> [Required work] Be exact. Print each record as it stands.

Stored items from a collection:
:::::
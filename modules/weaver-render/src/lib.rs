//! The streaming renderer: tokenizer, HTML serializer, the ordered
//! sequencer, the render pipeline with its fast path, and the suspense
//! resolver.
//!
//! Rendering walks the tree into tokens, serializes synchronous runs
//! immediately, and chains every async subtree (function components, node
//! signals, async computeds, suspense boundaries) into the output at its
//! source position while the work races in the background. Emitted HTML is
//! always in source order.

pub mod context;
pub mod pipeline;
pub mod sequencer;
pub mod serialize;
pub mod session;
pub mod suspense;
pub mod token;
pub mod tokenize;

pub use context::{PendingWork, RenderCtx};
pub use pipeline::{render_stream, render_to_string, server_prepass, try_fast_tokens};
pub use sequencer::{sequencer, Sequencer};
pub use serialize::{signal_script, tokens_html, update_script, Chunker};
pub use session::{PipelineRenderer, RenderSession};
pub use token::Token;
pub use tokenize::{register_tree, tokenize, tokenize_to_vec};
:::::
> [Problem solution]
filename modules/weaver-render/src/lib.rs
//! The streaming renderer: tokenizer, HTML serializer, the ordered
//! sequencer, the render pipeline with its fast path, and the suspense
//! resolver.
//!
//! Rendering walks the tree into tokens, serializes synchronous runs
//! immediately, and chains every async subtree (function components, node
//! signals, async computeds, suspense boundaries) into the output at its
//! source position while the work races in the background. Emitted HTML is
//! always in source order.

pub mod context;
pub mod pipeline;
pub mod sequencer;
pub mod serialize;
pub mod session;
pub mod suspense;
pub mod token;
pub mod tokenize;

pub use context::{PendingWork, RenderCtx};
pub use pipeline::{render_stream, render_to_string, server_prepass, try_fast_tokens};
pub use sequencer::{sequencer, Sequencer};
pub use serialize::{signal_script, tokens_html, update_script, Chunker};
pub use session::{PipelineRenderer, RenderSession};
pub use token::Token;
pub use tokenize::{register_tree, tokenize, tokenize_to_vec};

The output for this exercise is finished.